The seemingly unflappable confidence of Mr. Rather and top news division officials in the documents allayed fears within the network and created doubt among some in the news media at large that those specialists were correct. CBS News officials had said they had reason to be certain that the documents indeed had come from the personal file of Colonel Killian.

Sandy Genelius, a network spokeswoman, said last week, "We are confident about the chain of custody; we're confident in how we secured the documents.''

But officials decided yesterday that they would most likely have to declare that they had been misled about the records' origin after Mr. Rather and a top network executive, Betsy West, met in Texas with a man who was said to have helped the news division obtain the memos, a former Guard officer named Bill Burkett.

Mr. Rather interviewed Mr. Burkett on camera this weekend, and several people close to the reporting process said his answers to Mr. Rather's questions led officials to conclude that their initial confidence that the memos had come from Mr. Killian's own files was not warranted. These people indicated that Mr. Burkett had previously led the producer of the piece, Mary Mapes, to have the utmost confidence in the material.

It was unclear last night if Mr. Burkett had told Mr. Rather that he had been misled about the documents' provenance or that he had been the one who did the misleading.

In an e-mail message yesterday, Mr. Burkett declined to answer any questions about the documents.

Yesterday, Emily J. Will, a document specialist who inspected the records for CBS News and said last week that she had raised concerns about their authenticity with CBS News producers, confirmed a report in Newsweek that a producer had told her that the source of the documents said they had been obtained anonymously and through the mail.

In an interview last night she declined to name the producer who told her this but said the producer was in a position to know. CBS News officials have disputed her contention that she warned the network the night before the initial "60 Minutes'' report that it would face questions from documents experts.
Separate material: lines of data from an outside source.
// Author: Dustin Pilgrim
// License: MIT

use tokio::sync::mpsc;

use super::handlers::{events, export, history, info, stop, workspace};
use crate::core::daemon_msg::DaemonMsg;
use crate::dwarn;

/// Routes one request line to its handler and returns the reply text.
pub async fn route_command(cmd: &str, tx: &mpsc::Sender<DaemonMsg>) -> String {
    let (verb, rest) = split_verb(cmd);

    match verb {
        // Event source
        "open" => events::handle_open(tx, rest).await,
        "close" => events::handle_close(tx, rest).await,
        "remove-root" => events::handle_remove_root(tx, rest).await,
        "stop-all" if rest.is_empty() => events::handle_stop_all(tx).await,

        // Session state
        "workspace" => workspace::handle_workspace(tx, rest).await,
        "info" => info::handle_info(tx, rest).await,

        // Time log
        "export" => export::handle_export(tx, rest).await,
        "log-path" if rest.is_empty() => export::handle_log_path(tx).await,
        "history" => history::handle_history(tx, rest).await,

        // Control
        "stop" if rest.is_empty() => stop::handle_stop(tx).await,

        _ => {
            dwarn!("Router", "unknown IPC command: {}", cmd);
            format!("ERROR: Unknown command '{}'", cmd)
        }
    }
}

/// Splits `"open /a b/c"` into `("open", "/a b/c")`. The argument keeps
/// inner whitespace so paths with spaces survive.
fn split_verb(cmd: &str) -> (&str, &str) {
    let cmd = cmd.trim();
    match cmd.split_once(char::is_whitespace) {
        Some((verb, rest)) => (verb, rest.trim()),
        None => (cmd, ""),
    }
}

#[cfg(test)]
mod tests {
    use super::*;
    use crate::core::events::Event;
    use std::path::PathBuf;

    #[test]
    fn verb_and_argument_are_split_once() {
        assert_eq!(split_verb("open /a b/c.rs"), ("open", "/a b/c.rs"));
        assert_eq!(split_verb("  stop  "), ("stop", ""));
        assert_eq!(split_verb("info --json"), ("info", "--json"));
    }

    #[tokio::test]
    async fn unknown_command_is_an_error() {
        let (tx, _rx) = mpsc::channel(1);
        let out = route_command("frobnicate", &tx).await;
        assert_eq!(out, "ERROR: Unknown command 'frobnicate'");
    }

    #[tokio::test]
    async fn open_forwards_an_event_and_returns_reply() {
        let (tx, mut rx) = mpsc::channel(1);

        let daemon = tokio::spawn(async move {
            match rx.recv().await {
                Some(DaemonMsg::Event { event, reply }) => {
                    let path = event.path().map(|p| p.to_path_buf());
                    if let Some(reply) = reply {
                        let _ = reply.send(Ok("Tracking".to_string()));
                    }
                    (matches!(event, Event::Opened { .. }), path)
                }
                _ => (false, None),
            }
        });

        let out = route_command("open /tmp/some dir/file.rs", &tx).await;
        let (was_open, path) = daemon.await.unwrap();

        assert_eq!(out, "Tracking");
        assert!(was_open);
        assert_eq!(path, Some(PathBuf::from("/tmp/some dir/file.rs")));
    }

    #[tokio::test]
    async fn open_without_path_is_a_usage_error() {
        let (tx, _rx) = mpsc::channel(1);
        let out = route_command("open", &tx).await;
        assert!(out.starts_with("ERROR:"), "{out}");
    }

    #[tokio::test]
    async fn closed_daemon_channel_is_reported() {
        let (tx, rx) = mpsc::channel(1);
        drop(rx);
        let out = route_command("close /a", &tx).await;
        assert_eq!(out, "ERROR: daemon not running");
    }

    #[tokio::test]
    async fn daemon_errors_are_prefixed() {
        let (tx, mut rx) = mpsc::channel(1);

        tokio::spawn(async move {
            if let Some(DaemonMsg::Export { reply, .. }) = rx.recv().await {
                let _ = reply.send(Err("No tracked time found".to_string()));
            }
        });

        let out = route_command("export /tmp/out.tsv", &tx).await;
        assert_eq!(out, "ERROR: No tracked time found");
    }
}
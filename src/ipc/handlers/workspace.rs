// Author: Dustin Pilgrim
// License: MIT

use tokio::sync::mpsc;

use super::request;
use crate::core::daemon_msg::DaemonMsg;

/// `workspace [label]`: set the label stamped on sessions started from now
/// on. No argument clears it.
pub async fn handle_workspace(tx: &mpsc::Sender<DaemonMsg>, args: &str) -> String {
    let label = match args.trim() {
        "" => None,
        s => Some(s.to_string()),
    };

    request(tx, |reply| DaemonMsg::SetWorkspace { label, reply }).await
}
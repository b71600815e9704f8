// Author: Dustin Pilgrim
// License: MIT

use std::path::{Path, PathBuf};

use eyre::{Result, bail};
use serde::Deserialize;

use crate::core::record::{DEFAULT_TIME_FORMAT, RecordFormat};
use crate::core::utils::is_valid_time_format;

/// Raw contents of `dwell.toml`. Every key is optional.
#[derive(Debug, Clone, Default, Deserialize, PartialEq, Eq)]
#[serde(default, deny_unknown_fields)]
pub struct FileConfig {
    pub log_path: Option<String>,
    pub workspace: Option<String>,
    pub roots: Vec<String>,
    pub time_format: Option<String>,
    pub legacy_hour_wrap: bool,
}

/// Effective configuration after defaults and CLI overrides.
#[derive(Debug, Clone, PartialEq, Eq)]
pub struct DwellConfig {
    pub log_path: PathBuf,
    pub workspace: Option<String>,
    pub roots: Vec<PathBuf>,
    pub time_format: String,
    pub legacy_hour_wrap: bool,
}

impl DwellConfig {
    pub fn from_file(file: FileConfig) -> Self {
        let log_path = file
            .log_path
            .as_deref()
            .map(expand_home)
            .unwrap_or_else(default_time_log_path);

        let workspace = file
            .workspace
            .map(|s| s.trim().to_string())
            .filter(|s| !s.is_empty());

        Self {
            log_path,
            workspace,
            roots: file.roots.iter().map(|r| absolute_root(r)).collect(),
            time_format: file
                .time_format
                .unwrap_or_else(|| DEFAULT_TIME_FORMAT.to_string()),
            legacy_hour_wrap: file.legacy_hour_wrap,
        }
    }

    /// Rejects values that would only fail once a record is written.
    pub fn validate(&self) -> Result<()> {
        if !is_valid_time_format(&self.time_format) {
            bail!("invalid time_format {:?}", self.time_format);
        }
        Ok(())
    }

    pub fn record_format(&self) -> RecordFormat {
        RecordFormat {
            time_format: self.time_format.clone(),
            wrap_hours: self.legacy_hour_wrap,
        }
    }
}

impl Default for DwellConfig {
    fn default() -> Self {
        Self::from_file(FileConfig::default())
    }
}

/// `$XDG_DATA_HOME/dwell/time_data.tsv`, falling back to `/tmp/dwell`.
pub fn default_time_log_path() -> PathBuf {
    dirs::data_dir()
        .unwrap_or_else(|| PathBuf::from("/tmp"))
        .join("dwell")
        .join("time_data.tsv")
}

/// Roots key the session table, so relative entries are resolved against
/// the daemon's working directory.
fn absolute_root(raw: &str) -> PathBuf {
    let path = expand_home(raw);
    std::path::absolute(&path).unwrap_or(path)
}

/// Expands a leading `~/` to the home directory.
pub fn expand_home(raw: &str) -> PathBuf {
    if raw == "~" {
        if let Some(home) = dirs::home_dir() {
            return home;
        }
    }

    if let Some(rest) = raw.strip_prefix("~/") {
        if let Some(home) = dirs::home_dir() {
            return home.join(rest);
        }
    }

    Path::new(raw).to_path_buf()
}
// Author: Dustin Pilgrim
// License: MIT

pub mod client;
pub mod handlers;
pub mod router;
pub mod server;

use std::path::PathBuf;

pub fn runtime_dir() -> Result<PathBuf, String> {
    std::env::var_os("XDG_RUNTIME_DIR")
        .map(PathBuf::from)
        .ok_or_else(|| "XDG_RUNTIME_DIR is not set".to_string())
}

pub fn socket_path() -> Result<PathBuf, String> {
    Ok(runtime_dir()?.join("dwell").join("dwell.sock"))
}
// Author: Dustin Pilgrim
// License: MIT

mod app;
mod cli;
mod config;
mod core;
mod daemon;
mod ipc;
mod log;

use clap::Parser;

type AnyError = Box<dyn std::error::Error + Send + Sync>;

#[tokio::main]
async fn main() -> Result<(), AnyError> {
    let args = cli::Args::parse();

    if args.command.is_some() {
        return app::command::run(args).await;
    }

    app::daemon_mode::run(args).await
}
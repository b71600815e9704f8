// Author: Dustin Pilgrim
// License: MIT

use std::path::{Path, PathBuf};

/// Notifications from whatever is watching the editor.
#[derive(Debug, Clone, PartialEq, Eq)]
pub enum Event {
    /// A document or folder became active.
    Opened {
        path: PathBuf,
        now_ms: u64,
    },

    /// A document was closed.
    Closed {
        path: PathBuf,
        now_ms: u64,
    },

    /// A workspace root folder was removed from the editor.
    RootRemoved {
        path: PathBuf,
        now_ms: u64,
    },

    /// Close every in-flight session without stopping the daemon.
    FlushAll {
        now_ms: u64,
    },
}

impl Event {
    pub fn now_ms(&self) -> u64 {
        match self {
            Event::Opened { now_ms, .. }
            | Event::Closed { now_ms, .. }
            | Event::RootRemoved { now_ms, .. }
            | Event::FlushAll { now_ms } => *now_ms,
        }
    }

    #[cfg(test)]
    pub fn path(&self) -> Option<&Path> {
        match self {
            Event::Opened { path, .. }
            | Event::Closed { path, .. }
            | Event::RootRemoved { path, .. } => Some(path),
            Event::FlushAll { .. } => None,
        }
    }
}
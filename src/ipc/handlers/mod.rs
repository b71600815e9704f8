// Author: Dustin Pilgrim
// License: MIT

pub mod events;
pub mod export;
pub mod history;
pub mod info;
pub mod stop;
pub mod workspace;

use tokio::sync::{mpsc, oneshot};

use crate::core::daemon_msg::{DaemonMsg, Reply};

/// Sends one request to the daemon loop and renders its reply.
///
/// - `Ok(msg)` is returned as-is
/// - `Err(msg)` becomes `ERROR: msg`
pub async fn request<F>(tx: &mpsc::Sender<DaemonMsg>, build: F) -> String
where
    F: FnOnce(Reply) -> DaemonMsg,
{
    let (reply_tx, reply_rx) = oneshot::channel();

    if tx.send(build(reply_tx)).await.is_err() {
        return "ERROR: daemon not running".to_string();
    }

    match reply_rx.await {
        Ok(Ok(msg)) => msg.trim_end().to_string(),
        Ok(Err(e)) => {
            let out = e.trim_end();
            if out.is_empty() {
                "ERROR: request failed".to_string()
            } else {
                format!("ERROR: {out}")
            }
        }
        Err(_) => "ERROR: No response from daemon".to_string(),
    }
}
In the coming days CBS News officials plan to focus on how the network moved ahead with the report when there were warning signs that the memorandums were not genuine.

Ms. Will is one of two documents experts consulted by the network who said they raised doubts about the material before the segment was broadcast. Another expert, Marcel B. Matley, said in interviews that he had vouched only for Colonel Killian's signatures on the records and not the authenticity of the records themselves. Mr. Matley said he could not rule out that the signatures had been cut and pasted from official records pertaining to Colonel Killian.

In examining where the network had gone wrong, officials at CBS News turning their attention to Ms. Mapes, one of their most respected producers, who was riding particularly high this year after breaking news about the Abu Ghraib prison scandal for the network.

In a telephone interview this weekend, Josh Howard, the executive producer of the "60 Minutes'' Wednesday edition, said that he did not initially know who was Ms. Mapes' primary source for the documents but that he did not see any reason to doubt them. He said he believed Ms. Mapes and her team had appropriately answered all questions about the documents' authenticity and, he noted, no one seemed to be casting doubt upon the essential thrust of the report.

"The editorial story line was still intact, and still is, to this day,'' he said, "and the reporting that was done in it was by a person who has turned in decades of flawless reporting with no challenge to her credibility.''

He added, "We in management had no sense that the producing team wasn't completely comfortable with the results of the document analysis.''

Ms. Mapes has not responded to requests for comment.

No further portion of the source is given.